We are looking for a Senior Authentication Security Architect (SASA). The SASA will be a key member of the Enterprise Security Strategy and Architecture team. The SASA will review enterprise Customer Identity and Access Management (CIAM) related initiatives and define security architecture. The SASA will collaborate with technology, business and other Information Security teams. The SASA will be responsible for evaluating emerging products and frameworks related to Identity and Authentication platforms to ensure the selected capabilities address the threat landscape, improve customer experience and integrate effectively in the BMO environment.
Define and author the standards, implementation guidance and technical standards focusing on establishing security controls and architecture from a CIAM perspective for all in-scope applications.
Partner with broader stakeholders in technology and business in defining and creating secure architecture strategies for any new solutions and products chosen in support of CIAM
Work with business to understand current controls for applications; understand current control deficiencies for applications, understand the interfaces and data flows for these applications, risk rank the applications for prioritization.
Ensure any Threat intelligence data is used to establish a threat model which can then be used to architect the authentication requirements for the applications
Participate in the system specification review process to ensure system requirements can be translated into secure software architecture.
Identify and research relevant technologies, perform Proof of Concepts / Prototypes, and recommend applications of such technologies to future product architectures.
Proactively identify and implement strategies to improve reliability, leveraging automation wherever possible.
Leverage metrics and analytics to gain insight for planning, design and management to facilitate the identification of improvement opportunities.
Lead and facilitate the design of technology projects and applications
Support and influence the achievement of the mission, goals, and objectives of the department and Bank.
Develop and recommend productivity aids in all aspects of assignments to accelerate delivery.
Must have minimally a Bachelor’s degree in Computer Science, Engineering, Information Systems or a related area.
Deep technical and system-level expertise in one or more areas in information security, at a minimum including Security architecture, application security, threat modeling, etc.
Expert knowledge of computer or network systems, hardware and software theory, practice, concepts and technology relevant to organizational vision.
Experience in engaging and influencing business, technology and security leaders / stakeholders.
Possesses a deep understanding and problem-solving ability of Information Technology of various scale, degree and dimension of complexity
Proficient in the techniques that go into producing designs of complex systems, including requirements discovery and analysis, formulation of solution context, identification of solution alternatives and their assessment, technology selection, and design configuration.
Working knowledge of the technical areas such as data warehouses, mainframes, networks, applications etc.
Working knowledge of the technology domain the architecture is being developed for.

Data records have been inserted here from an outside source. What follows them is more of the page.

use crate::rng::{XorShift32, DEFAULT_SEED};

/// Spawn volume and motion limits of the particle field.
#[derive(Debug, Clone)]
pub struct ParticleSettings {
    pub count: usize,
    /// Half extent of the spawn square in X and Z.
    pub half_extent: f32,
    /// Height at which respawned particles re-enter.
    pub floor: f32,
    /// Initial particles start in `[floor, floor + spawn_height)`.
    pub spawn_height: f32,
    /// Particles above this height are respawned at `floor`.
    pub ceiling: f32,
    /// Max horizontal speed per step (either direction).
    pub drift_speed: f32,
    /// Max upward speed per step.
    pub rise_speed: f32,
    pub seed: u32,
}

impl Default for ParticleSettings {
    fn default() -> Self {
        Self {
            count: 200,
            half_extent: 100.0,
            floor: -50.0,
            spawn_height: 100.0,
            ceiling: 100.0,
            drift_speed: 0.05,
            rise_speed: 0.05,
            seed: DEFAULT_SEED,
        }
    }
}

/// Warm-colored points that float upward and wrap back to the floor.
///
/// Stepped once per frame regardless of playback state.
pub struct ParticleField {
    settings: ParticleSettings,
    positions: Vec<[f32; 3]>,
    colors: Vec<[f32; 3]>,
    velocities: Vec<[f32; 3]>,
    rng: XorShift32,
    respawned: u64,
}

impl ParticleField {
    pub fn new(settings: ParticleSettings) -> Self {
        let mut rng = XorShift32::new(settings.seed);
        let n = settings.count;
        let mut positions = Vec::with_capacity(n);
        let mut colors = Vec::with_capacity(n);
        let mut velocities = Vec::with_capacity(n);

        let h = settings.half_extent;
        for _ in 0..n {
            positions.push([
                rng.range(-h, h),
                rng.range(settings.floor, settings.floor + settings.spawn_height),
                rng.range(-h, h),
            ]);
            colors.push([rng.range(0.5, 1.0), rng.range(0.5, 1.0), 0.0]);
            velocities.push([
                rng.range(-settings.drift_speed, settings.drift_speed),
                rng.range(0.0, settings.rise_speed),
                rng.range(-settings.drift_speed, settings.drift_speed),
            ]);
        }

        log::debug!("particle field: {} particles, seed {:#x}", n, settings.seed);

        Self { settings, positions, colors, velocities, rng, respawned: 0 }
    }

    /// Advance every particle by its velocity, respawning those above the ceiling.
    pub fn step(&mut self) {
        let h = self.settings.half_extent;
        for (pos, vel) in self.positions.iter_mut().zip(&self.velocities) {
            pos[0] += vel[0];
            pos[1] += vel[1];
            pos[2] += vel[2];

            if pos[1] > self.settings.ceiling {
                pos[0] = self.rng.range(-h, h);
                pos[1] = self.settings.floor;
                pos[2] = self.rng.range(-h, h);
                self.respawned += 1;
            }
        }
    }

    pub fn positions(&self) -> &[[f32; 3]] {
        &self.positions
    }

    pub fn colors(&self) -> &[[f32; 3]] {
        &self.colors
    }

    pub fn velocities(&self) -> &[[f32; 3]] {
        &self.velocities
    }

    pub fn len(&self) -> usize {
        self.positions.len()
    }

    pub fn is_empty(&self) -> bool {
        self.positions.is_empty()
    }

    /// Total number of respawns since creation.
    pub fn respawned(&self) -> u64 {
        self.respawned
    }

    pub fn settings(&self) -> &ParticleSettings {
        &self.settings
    }
}

impl Default for ParticleField {
    fn default() -> Self {
        Self::new(ParticleSettings::default())
    }
}

#[cfg(test)]
mod tests {
    use super::*;

    #[test]
    fn test_spawn_volume() {
        let field = ParticleField::default();
        assert_eq!(field.len(), 200);
        for p in field.positions() {
            assert!(p[0] >= -100.0 && p[0] <= 100.0);
            assert!(p[1] >= -50.0 && p[1] <= 50.0);
            assert!(p[2] >= -100.0 && p[2] <= 100.0);
        }
    }

    #[test]
    fn test_colors_are_warm() {
        let field = ParticleField::default();
        for c in field.colors() {
            assert!(c[0] >= 0.5 && c[0] <= 1.0);
            assert!(c[1] >= 0.5 && c[1] <= 1.0);
            assert_eq!(c[2], 0.0);
        }
    }

    #[test]
    fn test_particles_rise() {
        let mut field = ParticleField::default();
        let before: f32 = field.positions().iter().map(|p| p[1]).sum();
        field.step();
        let after: f32 = field.positions().iter().map(|p| p[1]).sum();
        assert!(after >= before);
    }
}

E.g. Databases, Product, Service, etc.
Required Technical Skills:
Minimum 10 years of technical Information Security experience with focus on Payment Systems security architecture
A minimum of 1 Information Security certification is required e.g. CISSP, CISSLP, CCSP, CEH, GIAC etc.
Good understanding of development architecture such as API, web services, etc. Experience with digital wallet is desirable
Good understanding of concepts / protocols viz. OAuth, OIDC, open banking, etc.

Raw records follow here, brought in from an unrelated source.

use glam::Vec3;
use thiserror::Error;

use crate::field::{evaluate, sweep_angle};
use crate::gradient::ColorGradient;
use crate::params::{clamp_t_points, clamp_x_points, ParameterSet};

/// Violations of the [`MeshBuffer`] layout invariant.
#[derive(Debug, Clone, PartialEq, Eq, Error)]
pub enum MeshError {
    #[error("attribute length mismatch: {positions} positions, {colors} colors, {normals} normals, expected {expected}")]
    LengthMismatch {
        positions: usize,
        colors: usize,
        normals: usize,
        expected: usize,
    },
    #[error("index count {0} is not a multiple of 3")]
    IndexCount(usize),
    #[error("index {index} out of bounds for {vertex_count} vertices")]
    IndexOutOfBounds { index: u32, vertex_count: usize },
}

/// Flat, renderer-agnostic triangle mesh for one flower.
///
/// `positions`, `colors` and `normals` are parallel arrays in row-major grid
/// order (`i * t_count + j`). `indices` is a flat triangle list.
#[derive(Debug, Clone, Default, PartialEq)]
pub struct MeshBuffer {
    pub positions: Vec<[f32; 3]>,
    pub colors: Vec<[f32; 3]>,
    pub normals: Vec<[f32; 3]>,
    pub indices: Vec<u32>,
    pub x_count: usize,
    pub t_count: usize,
}

impl MeshBuffer {
    pub fn vertex_count(&self) -> usize {
        self.positions.len()
    }

    pub fn triangle_count(&self) -> usize {
        self.indices.len() / 3
    }

    pub fn is_empty(&self) -> bool {
        self.positions.is_empty()
    }

    /// Flattened index of grid node `(i, j)`.
    pub fn grid_index(&self, i: usize, j: usize) -> usize {
        i * self.t_count + j
    }

    /// Check the layout invariant.
    pub fn validate(&self) -> Result<(), MeshError> {
        let expected = self.x_count * self.t_count;
        if self.positions.len() != expected
            || self.colors.len() != expected
            || self.normals.len() != expected
        {
            return Err(MeshError::LengthMismatch {
                positions: self.positions.len(),
                colors: self.colors.len(),
                normals: self.normals.len(),
                expected,
            });
        }
        if self.indices.len() % 3 != 0 {
            return Err(MeshError::IndexCount(self.indices.len()));
        }
        let vertex_count = self.positions.len();
        if let Some(&index) = self.indices.iter().find(|&&i| i as usize >= vertex_count) {
            return Err(MeshError::IndexOutOfBounds { index, vertex_count });
        }
        Ok(())
    }

    /// Recompute per-vertex normals by summing the area-weighted normals of
    /// every adjacent triangle.
    ///
    /// Vertices whose adjacent triangles are all degenerate keep the normal
    /// they already carry. Triangles referencing a vertex outside the
    /// position array are skipped, so a buffer that fails [`validate`] is
    /// left partially smoothed rather than panicking.
    ///
    /// [`validate`]: MeshBuffer::validate
    pub fn smooth_normals(&mut self) {
        let vertex_count = self.positions.len();
        let mut accum = vec![Vec3::ZERO; vertex_count];

        for tri in self.indices.chunks_exact(3) {
            let (a, b, c) = (tri[0] as usize, tri[1] as usize, tri[2] as usize);
            if a >= vertex_count || b >= vertex_count || c >= vertex_count {
                continue;
            }
            let p0 = Vec3::from(self.positions[a]);
            let p1 = Vec3::from(self.positions[b]);
            let p2 = Vec3::from(self.positions[c]);
            let face = (p1 - p0).cross(p2 - p0);
            accum[a] += face;
            accum[b] += face;
            accum[c] += face;
        }

        for (normal, sum) in self.normals.iter_mut().zip(accum) {
            if let Some(n) = sum.try_normalize() {
                *normal = n.to_array();
            }
        }
    }
}

/// Sweep the surface over an `x_count × t_count` grid.
///
/// Both counts are clamped into their allowed ranges first, so the function
/// is total for any input. Each instance passes its own `phase_offset`.
pub fn build_mesh(
    x_count: usize,
    t_count: usize,
    phase_offset: f64,
    params: &ParameterSet,
    gradient: &ColorGradient,
) -> MeshBuffer {
    let x_count = clamp_x_points(x_count);
    let t_count = clamp_t_points(t_count);
    let vertex_count = x_count * t_count;

    let mut mesh = MeshBuffer {
        positions: Vec::with_capacity(vertex_count),
        colors: Vec::with_capacity(vertex_count),
        normals: Vec::with_capacity(vertex_count),
        indices: Vec::with_capacity((x_count - 1) * (t_count - 1) * 6),
        x_count,
        t_count,
    };

    let angles: Vec<f64> = (0..t_count)
        .map(|j| sweep_angle(j, t_count, params, phase_offset))
        .collect();

    for i in 0..x_count {
        let x = i as f64 / (x_count - 1) as f64;
        for (j, &t) in angles.iter().enumerate() {
            let sample = evaluate(x, t, params, gradient);
            debug_assert!(
                sample.is_finite(),
                "non-finite surface sample at ({i}, {j}): {sample:?}"
            );

            mesh.positions.push(sample.position.as_vec3().to_array());
            mesh.colors.push(sample.color.as_vec3().to_array());
            mesh.normals.push(sample.normal.as_vec3().to_array());

            if i < x_count - 1 && j < t_count - 1 {
                let a = (i * t_count + j) as u32;
                let b = ((i + 1) * t_count + j) as u32;
                let c = ((i + 1) * t_count + j + 1) as u32;
                let d = (i * t_count + j + 1) as u32;
                mesh.indices.extend_from_slice(&[a, b, c, a, c, d]);
            }
        }
    }

    mesh.smooth_normals();
    mesh
}

/// [`build_mesh`] with the grid size stored in the parameter set.
pub fn build_mesh_with(params: &ParameterSet, gradient: &ColorGradient, phase_offset: f64) -> MeshBuffer {
    let (x_count, t_count) = params.grid();
    build_mesh(x_count, t_count, phase_offset, params, gradient)
}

Understand the strategic technical direction of:
Continuous Integration and Continuous Deployment
Enterprise Data & Access Layers
Pertinent Styles of computing
Experience in identifying risks or issues with technology solution & design which may impact realization of project benefits and provide guidance and support to stakeholders in making good decisions to pro-actively resolve or mitigate potential risks/delays to the project.
Experience in providing sufficient guidance for the secure implementation of solutions to mitigate any negative impact on Technology and Enterprise budget.
Experience in ensuring that chosen technology is flexible, supportable and requires minimal maintenance.
Ability to review technical and architectural designs and make recommendations for improvements
Ability to perform review of vulnerability testing, risk analyses and security assessments
Telecommuting is allowed.
Internal Number: 1900008263
About Bank of Montreal
Serving customers for 200 years and counting, BMO is a highly diversified financial services provider – the 8th largest bank, by assets, in North America. With total assets of $807 billion as of January 31, 2019, and a team of diverse and highly engaged employees, BMO provides a broad range of personal and commercial banking, wealth management and investment banking products and services to more than 12 million customers and conducts business through three operating groups: Personal and Commercial Banking, BMO Wealth Management and BMO Capital Markets.We serve Canadian clients through BMO Bank of Montreal®, our personal and commercial banking business, BMO Nesbitt Burns®*, one of Canada's leading wealth management firms, and BMO Capital MarketsTM, our North American investment and corporate banking division.In the United States, clients are served through BMO Harris Bank, a major U.S. Midwest personal and commercial bank, and BMO Private Bank, with wealth management offices across the United States, as well as BMO Capital MarketsTM, our North American investment and corporate banking division.We help our customers make money make sense by delivering the broadest range of financial ...services through a single point of contact. Our financial service professionals provide access to any services our customers require across the entire enterprise.